Maintenant qu’on a bien joué avec le chien, on enlève la main avant qu’il ne morde. Avec brio, encore une fois. À grands coups de pactes républicains, de retraits de liste, d’appels au vote et de tribunes. Les Français ont été réceptifs. Ils sont allés glisser un billet dans l’urne un peu plus nombreux que prévu, et l’on enregistre près de 10 % de participation supplémentaire. Ça fait toujours plus de 40 % d’abstention sur l’ensemble du territoire, mais il faut s’en féliciter. Surtout, sur les six régions où le Front national sortait premier le 6 décembre, aucune n’a franchi le cap de l’extrême droite. On serait presque tenté de crier victoire. Mais après avoir crié au loup, ce serait trop facile.
D’abord parce que l’histoire se répète. En 2002, le « cataclysme politique » avait provoqué la même réaction qu’aujourd’hui. On s’était botté le cul un dimanche, déjà, pour aller voter comme un seul homme pour Chirac. Le président au capital sympathie immérité ramassé au salon de l’agriculture, une saucisse à la bouche, une bière à la main et au cul de la vache était déjà devenu un rempart contre l’extrême droite, un soldat de la République, un combattant de la liberté. Les appels au vote républicain fusaient déjà de sa gauche.
Ce coup-ci, parmi les remparts contre le FN, il y avait Estrosi, en PACA, penseur de la « troisième guerre mondiale » déclarée par « l’islamofascisme » contre la « civilisation judéo-chrétienne ». Un type qui en 2014, en pleine coupe du monde de football publiait un arrêté municipal interdisant « l’utilisation ostentatoire » de drapeaux étrangers dans le centre de Nice de 18 heures à 4 heures du matin jusqu’à la fin de la compétition. Un loustic qui déposait le 11 décembre 1991 un projet de loi à l’assemblée proposant le rétablissement de la peine de mort pour certains crimes. Il a été élu à 53,76 %, pour combattre le Marion-Maréchalisme. Faut voir le verre à moitié plein, même quand on le remplit de vinaigre. Vive la République.
Du sursaut au sursis
Aussi parce que la démocratie est canée, foutue, pourrie. Des années qu’on ne vote que par défaut, quand on vote, ou pour éviter le pire. Dès les premiers tours, qui n’a jamais entendu ou dit : « j’ai voté utile », « j’ai la trouille du FN ». Ils ont perdu les régions, mais ils ont gagné sur un autre terrain. Celui de la présence lancinante et permanente. Ils sont toujours là. Et le premier tour des régionales les conforte à cette place. Celle de l’outsider qui pourrait bien se tailler la part du lion.
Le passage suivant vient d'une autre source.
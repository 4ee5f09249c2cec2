use leptos::*;
use leptos_router::*;

use happy_frontend_api as api;

mod components;
mod gateways;
mod pages;
mod style;

use self::pages::*;

const DEFAULT_API_URL: &str = "/api";

#[component]
#[must_use]
pub fn App() -> impl IntoView {
    let public_api = api::PublicApi::new(DEFAULT_API_URL.to_string());

    view! {
      <Router>
        <main style=style::CONTAINER>
          <Routes>
            <Route
              path=Page::OrphanagesMap.path()
              view=move || view! { <OrphanagesMap public_api = public_api.clone() /> }
            />
            <Route
              path=Page::OrphanageDetails.path()
              view=OrphanageDetails
            />
            <Route
              path=Page::SelectMapPosition.path()
              view=SelectMapPosition
            />
          </Routes>
        </main>
      </Router>
    }
}
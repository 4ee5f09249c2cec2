mod map;

pub use self::map::*;
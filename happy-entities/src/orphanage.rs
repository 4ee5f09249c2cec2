use crate::{geo::MapPoint, id::OrphanageId};

/// An orphanage as it appears on the map.
#[derive(Debug, Clone, PartialEq)]
pub struct Orphanage {
    pub id: OrphanageId,
    pub name: String,
    pub pos: MapPoint,
}
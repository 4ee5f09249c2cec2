use std::{fmt, num::ParseIntError, str::FromStr};

/// Opaque identifier of an orphanage as issued by the backend.
#[derive(Debug, Clone, Copy, PartialEq, Eq, PartialOrd, Ord, Hash)]
pub struct OrphanageId(i64);

impl OrphanageId {
    pub const fn new(id: i64) -> Self {
        Self(id)
    }

    pub const fn to_raw(self) -> i64 {
        self.0
    }
}

impl From<i64> for OrphanageId {
    fn from(from: i64) -> Self {
        Self(from)
    }
}

impl From<OrphanageId> for i64 {
    fn from(from: OrphanageId) -> Self {
        from.0
    }
}

impl FromStr for OrphanageId {
    type Err = ParseIntError;
    fn from_str(s: &str) -> Result<Self, Self::Err> {
        s.trim().parse().map(Self)
    }
}

impl fmt::Display for OrphanageId {
    fn fmt(&self, f: &mut fmt::Formatter) -> fmt::Result {
        write!(f, "{}", self.0)
    }
}

#[cfg(test)]
mod tests {
    use super::*;

    #[test]
    fn parse_id() {
        assert_eq!(Ok(OrphanageId::new(42)), " 42".parse());
        assert_eq!(Ok(OrphanageId::new(-1)), "-1".parse());
        assert!("".parse::<OrphanageId>().is_err());
        assert!("x1".parse::<OrphanageId>().is_err());
    }

    #[test]
    fn display_id() {
        assert_eq!("7", OrphanageId::from(7).to_string());
    }
}
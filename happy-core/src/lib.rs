//! # happy-core
//!
//! The orphanages map screen without any UI framework attached:
//! it fetches the orphanages whenever it gains focus, keeps them
//! while it is mounted and turns them into a render model.

pub mod error;
pub mod gateways;
pub mod navigation;
pub mod screen;

pub mod entities {
    pub use happy_entities::{geo::*, id::*, orphanage::*};
}

pub use self::{error::Error, screen::*};

pub type Result<T> = std::result::Result<T, Error>;
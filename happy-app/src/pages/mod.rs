use happy_core::navigation::Destination;

mod external;
mod orphanages_map;

pub use self::{external::*, orphanages_map::*};

#[derive(Debug, Clone, Copy, Default)]
pub enum Page {
    #[default]
    OrphanagesMap,
    OrphanageDetails,
    SelectMapPosition,
}

impl Page {
    pub const fn path(&self) -> &'static str {
        match self {
            Self::OrphanagesMap => "/",
            Self::OrphanageDetails => "/orphanages/:id",
            Self::SelectMapPosition => "/orphanages/create/position",
        }
    }
}

pub fn destination_path(destination: Destination) -> String {
    match destination {
        Destination::OrphanageDetails { id } => format!("/orphanages/{id}"),
        Destination::SelectMapPosition => Page::SelectMapPosition.path().to_string(),
    }
}
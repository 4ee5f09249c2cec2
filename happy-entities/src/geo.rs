use std::fmt;

/// A geographical position in degrees.
#[derive(Debug, Clone, Copy, PartialEq)]
pub struct MapPoint {
    pub lat: f64,
    pub lng: f64,
}

impl MapPoint {
    pub const LAT_DEG_MAX: f64 = 90.0;
    pub const LAT_DEG_MIN: f64 = -90.0;
    pub const LNG_DEG_MAX: f64 = 180.0;
    pub const LNG_DEG_MIN: f64 = -180.0;

    /// Create a point without checking its bounds.
    ///
    /// Only intended for constants that are known to be valid.
    pub const fn from_lat_lng_deg_unchecked(lat: f64, lng: f64) -> Self {
        Self { lat, lng }
    }

    pub fn try_from_lat_lng_deg(lat: f64, lng: f64) -> Option<Self> {
        let pos = Self { lat, lng };
        pos.is_valid().then_some(pos)
    }

    pub fn is_valid(&self) -> bool {
        is_valid_lat_deg(self.lat) && is_valid_lng_deg(self.lng)
    }
}

fn is_valid_lat_deg(lat: f64) -> bool {
    lat.is_finite() && (MapPoint::LAT_DEG_MIN..=MapPoint::LAT_DEG_MAX).contains(&lat)
}

fn is_valid_lng_deg(lng: f64) -> bool {
    lng.is_finite() && (MapPoint::LNG_DEG_MIN..=MapPoint::LNG_DEG_MAX).contains(&lng)
}

impl fmt::Display for MapPoint {
    fn fmt(&self, f: &mut fmt::Formatter) -> fmt::Result {
        write!(f, "({}, {})", self.lat, self.lng)
    }
}

/// The visible part of a map: a center with the spanned
/// latitude and longitude in degrees.
#[derive(Debug, Clone, Copy, PartialEq)]
pub struct MapRegion {
    pub center: MapPoint,
    pub lat_delta: f64,
    pub lng_delta: f64,
}

impl MapRegion {
    pub fn is_valid(&self) -> bool {
        self.center.is_valid()
            && is_valid_delta(self.lat_delta, MapPoint::LAT_DEG_MAX - MapPoint::LAT_DEG_MIN)
            && is_valid_delta(self.lng_delta, MapPoint::LNG_DEG_MAX - MapPoint::LNG_DEG_MIN)
    }

    /// South-west and north-east corner, clamped to valid coordinates.
    pub fn corners(&self) -> (MapPoint, MapPoint) {
        let half_lat = self.lat_delta / 2.0;
        let half_lng = self.lng_delta / 2.0;
        let sw = MapPoint {
            lat: (self.center.lat - half_lat).max(MapPoint::LAT_DEG_MIN),
            lng: (self.center.lng - half_lng).max(MapPoint::LNG_DEG_MIN),
        };
        let ne = MapPoint {
            lat: (self.center.lat + half_lat).min(MapPoint::LAT_DEG_MAX),
            lng: (self.center.lng + half_lng).min(MapPoint::LNG_DEG_MAX),
        };
        (sw, ne)
    }

    pub fn contains(&self, pos: &MapPoint) -> bool {
        let (sw, ne) = self.corners();
        (sw.lat..=ne.lat).contains(&pos.lat) && (sw.lng..=ne.lng).contains(&pos.lng)
    }
}

fn is_valid_delta(delta: f64, max: f64) -> bool {
    delta.is_finite() && delta > 0.0 && delta <= max
}
use std::fmt;

use crate::entities::OrphanageId;

/// Screens that can be reached from the map.
#[derive(Debug, Clone, Copy, PartialEq, Eq, Hash)]
pub enum Destination {
    OrphanageDetails { id: OrphanageId },
    SelectMapPosition,
}

impl Destination {
    pub const fn name(&self) -> &'static str {
        match self {
            Self::OrphanageDetails { .. } => "OrphanageDetails",
            Self::SelectMapPosition => "SelectMapPosition",
        }
    }
}

impl fmt::Display for Destination {
    fn fmt(&self, f: &mut fmt::Formatter) -> fmt::Result {
        match self {
            Self::OrphanageDetails { id } => write!(f, "{} {{ id: {id} }}", self.name()),
            Self::SelectMapPosition => f.write_str(self.name()),
        }
    }
}

#[cfg(test)]
mod tests {
    use super::*;

    #[test]
    fn display_destinations() {
        assert_eq!(
            "OrphanageDetails { id: 5 }",
            Destination::OrphanageDetails { id: 5.into() }.to_string()
        );
        assert_eq!(
            "SelectMapPosition",
            Destination::SelectMapPosition.to_string()
        );
    }
}
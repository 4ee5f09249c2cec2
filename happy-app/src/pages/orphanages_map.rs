use std::rc::Rc;

use leptos::{ev, *};
use leptos_router::use_navigate;

use happy_core::MapScreen;
use happy_frontend_api::PublicApi;

use crate::{
    components::Map,
    gateways::{ApiGateway, RouterNavigator},
    style,
};

#[component]
pub fn OrphanagesMap(public_api: PublicApi) -> impl IntoView {
    let screen = Rc::new(MapScreen::new(
        ApiGateway::new(public_api),
        RouterNavigator::new(use_navigate()),
    ));

    // -- signals -- //

    let map_view = RwSignal::new(screen.render());
    let markers = Signal::derive(move || map_view.with(|v| v.markers.clone()));
    let footer_label = move || map_view.with(|v| v.footer.label.clone());
    let error = move || map_view.with(|v| v.error.clone());

    // -- callbacks -- //

    let focus = {
        let screen = Rc::clone(&screen);
        move || {
            let screen = Rc::clone(&screen);
            spawn_local(async move {
                let outcome = screen.focus().await;
                log::debug!("Fetched orphanages: {outcome:?}");
                // The signal is gone after unmounting.
                _ = map_view.try_set(screen.render());
            });
        }
    };

    let on_press = Callback::new({
        let screen = Rc::clone(&screen);
        move |destination| screen.press(destination)
    });

    // -- lifecycle -- //

    screen.mount();
    focus();

    let focus_listener = window_event_listener(ev::focus, move |_| focus());
    let blur_listener = window_event_listener(ev::blur, {
        let screen = Rc::clone(&screen);
        move |_| {
            screen.blur();
            _ = map_view.try_set(screen.render());
        }
    });

    on_cleanup({
        let screen = Rc::clone(&screen);
        move || {
            focus_listener.remove();
            blur_listener.remove();
            screen.unmount();
        }
    });

    view! {
      <Map region=screen.initial_region() markers on_press />
      { move || error().map(|error| view! { <p style=style::ERROR_BANNER>{ error }</p> }) }
      <div style=style::FOOTER>
        <span style=style::FOOTER_TEXT>{ footer_label }</span>
        <button
          style=style::CREATE_BUTTON
          on:click=move |_| on_press.call(map_view.with_untracked(|v| v.footer.on_create))
        >
          "+"
        </button>
      </div>
    }
}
Du coup, tout tremblotant, la peur au bide, on se refuse à soutenir autre chose qu’une organisation qui peut lui faire barrage. Par faire barrage, on entend qui semble en avoir les moyens dans les sondages.Toutes les conditions sont réunies pour que dès demain, on recommence à jouer.
De la même manière qu’hier. Avec une gauche qui fait du libéralisme débridé sa doctrine monomaniaque, saupoudrée d’un vernis social qui craquèle. Avec une droite qui continue de draguer du côté des frontistes. Les deux forces politiques continuent de se passer la main dans une logique bipartisane, et la rhétorique du FN va continuer de s’en nourrir quand le citoyen va continuer de s’en plaindre. Avec un trouillomètre toujours au max, des poubelles transparentes au travers desquelles on peut voir dégouliner les ordures et des képis de traviole sur des mecs en treillis à tous les coins de rue. Le « sursaut républicain » nous a fait éviter le pire, mais la situation est similaire. Nous sommes en sursis. Et cela risque de durer, à moins que les règles du jeu ne changent radicalement.